Sus elogios, verdaderos y no
fingidos, merecidos con justicia creciente, se han hecho –los habéis hecho
vosotros– y seguirán haciéndose. No cabe aquí –en este recinto y momento
tan sagrado– una estampa, so pena que nos olvidemos de rogar por su alma, por
su eternidad dichosa. Pero sí le cabe a Francisco Elías de Tejada el «os
bilingue detestor»[1]
de la Sagrada Escritura y su correlato agustiniano «odium peperit veritas»[2],
porque toda su vida fue una afirmación tangible del «veritas liberavit vos» del
Evangelio. Ese Evangelio y su maestro San Agustín que le hizo sentir la certeza
de que «in necessariis unitas (la unidad de la verdad), «in dubiis libertas»
(la amplitud para todo reflejo divino, inclusive «extra Ecclesiam»), «in ómnibus
caritas» (el «hacer la verdad en la caridad», del Apóstol).
Pero todo esto, arraigado en la
doble afirmación de su también maestro impar, Santo Tomás: «intellectum valde
ama» («Ama intensamente la inteligencia») y «contemplata aliis tradere» («transmitir lo contemplado»). Por eso Francisco Elías de Tejada cifra
todo lo que nos lega y que a él nos ata y obliga: Tradición versus modernidad.
Modernidad borrascosa, nominalista, intramundana, inmanente, nihilista y
gnóstica, cuya crisis total –dilatada y profunda puede ser salvada, sin
abstracciones, sin utopías ni componendas por la catolicidad de la verdad, sólo
contenida y vigente en la Tradición. Una vigencia empero, por momentos débil,
hecha con tiempo, pero diamantina con su rumbo inexorable hacia la eternidad.
Francisco Elías de Tejada vivió convencido –dichosa y amorosa convicción– de
que «esta es la victoria que vence al mundo: vuestra fe». Así se explica su
tenaz cabalgada civil –«opportune et importune»– por la verdad. ¡Tradición
versus modernidad!
Ahora rogamos por el merecido
descanso de este amigo, cuya tarea parece incansablemente doblarse: «exit homo
ad opus et laborem suum usque ad vesperam» (El hombre salió a su trabajo y trabajó hasta la tarde, Ps. 103, 23)

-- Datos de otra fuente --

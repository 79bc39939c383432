//! Adapter module funnels every tree access to the flat backend.
//!
//! The adapter owns the injected [`FlatBackend`] behind a mutex and applies
//! the optional [`EncryptionProvider`] on every access: encoded path keys
//! are encrypted before any backend call, values are encrypted on write and
//! decrypted on read. No code path in the engine reads or writes the
//! backend except through here, under a held hierarchy lock.

use crate::backend::FlatBackend;
use crate::encryption::EncryptionProvider;
use crate::path::TreePath;
use crate::{Error, Result};
use parking_lot::{Mutex, MutexGuard};

/// Thin layer applying path encoding and optional encryption to an
/// injected flat store.
pub struct BackendAdapter {
    backend: Mutex<Box<dyn FlatBackend>>,
    encryption: Option<Box<dyn EncryptionProvider>>,
}

impl BackendAdapter {
    /// Creates an adapter over a backend with no encryption.
    pub fn new(backend: Box<dyn FlatBackend>) -> Self {
        Self {
            backend: Mutex::new(backend),
            encryption: None,
        }
    }

    /// Creates an adapter that encrypts keys and values through `provider`.
    pub fn with_encryption(
        backend: Box<dyn FlatBackend>,
        provider: Box<dyn EncryptionProvider>,
    ) -> Self {
        Self {
            backend: Mutex::new(backend),
            encryption: Some(provider),
        }
    }

    /// Whether an encryption provider is configured.
    pub fn is_encrypted(&self) -> bool {
        self.encryption.is_some()
    }

    /// Direct access to the wrapped backend.
    ///
    /// Intended for setup and inspection (snapshots, diagnostics); the
    /// engine itself only touches the backend through the adapter's typed
    /// accessors under a hierarchy lock. Anything written here raw is
    /// subject to the corruption checks on the next decode.
    pub fn backend(&self) -> MutexGuard<'_, Box<dyn FlatBackend>> {
        self.backend.lock()
    }

    /// Encodes a path into the key actually used against the backend.
    ///
    /// A configured provider returning `None` or an empty string for the
    /// (never empty) encoded key fails fast as a configuration error.
    fn storage_key(&self, path: &TreePath) -> Result<String> {
        let key = path.encode();
        match &self.encryption {
            None => Ok(key),
            Some(provider) => match provider.encrypt(&key) {
                Some(encrypted) if !encrypted.is_empty() => Ok(encrypted),
                _ => Err(Error::EncryptionConfig(format!(
                    "provider produced no ciphertext for key of {path}"
                ))),
            },
        }
    }

    fn encrypt_value(&self, value: &str) -> Result<String> {
        match &self.encryption {
            None => Ok(value.to_string()),
            Some(provider) => provider.encrypt(value).ok_or_else(|| {
                Error::EncryptionConfig("provider produced no ciphertext for a value".to_string())
            }),
        }
    }

    fn decrypt_value(&self, stored: &str) -> Result<String> {
        match &self.encryption {
            None => Ok(stored.to_string()),
            Some(provider) => provider.decrypt(stored).ok_or_else(|| {
                Error::EncryptionConfig("provider failed to decrypt a stored value".to_string())
            }),
        }
    }

    /// Whether any record is stored at the path.
    pub fn contains(&self, path: &TreePath) -> Result<bool> {
        let key = self.storage_key(path)?;
        Ok(self.backend.lock().contains_key(&key))
    }

    /// Reads the raw record stored at the path, if any.
    pub fn get(&self, path: &TreePath) -> Result<Option<String>> {
        let key = self.storage_key(path)?;
        let stored = self.backend.lock().get(&key);
        match stored {
            Some(value) => Ok(Some(self.decrypt_value(&value)?)),
            None => Ok(None),
        }
    }

    /// Writes a raw record at the path, replacing any previous record.
    pub fn set(&self, path: &TreePath, value: &str) -> Result<()> {
        let key = self.storage_key(path)?;
        let stored = self.encrypt_value(value)?;
        self.backend.lock().set(&key, &stored);
        Ok(())
    }

    /// Removes the record at the path. Removing an absent record is a no-op.
    pub fn delete(&self, path: &TreePath) -> Result<()> {
        let key = self.storage_key(path)?;
        self.backend.lock().delete(&key);
        Ok(())
    }
}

(maduros 60 años) porque nos sobredimensiona y compromete a continuarla y
fructificarla. Y esto sin pesimismo antropológicos, porque a él como también a
nosotros nos corresponde el único sentido de la vida: la posibilidad, la
capacidad que tenemos de salvarnos o condenarnos.
Tal fue la andadura terrenal de Francisco Elías de Tejada, convencido por
su fe católica de la omnipotencia de la gracia divina. Y ello con grandeza de
ánimo. Y pienso por momentos –cuando el Señor de un alarde de su poder nos
priva de las causas segundas cuanto más urgen– que la ausencia física de
Francisco Elías de Tejada es para nuestras Españas, yermas hoy de una clase, a
guisa del martirio de San Hermenegildo, cuya sangre cimentó la gloriosa historia
por más de diez siglos de las Españas eternas. Pidámosle, pues, a N. Señor, por
intercesión de su Madre y Señora nuestra, la gracia de su eternidad feliz. Que
así sea. Ave María purísima.
* En «Revista Verbo – Speiro», N° 173-174, 1979.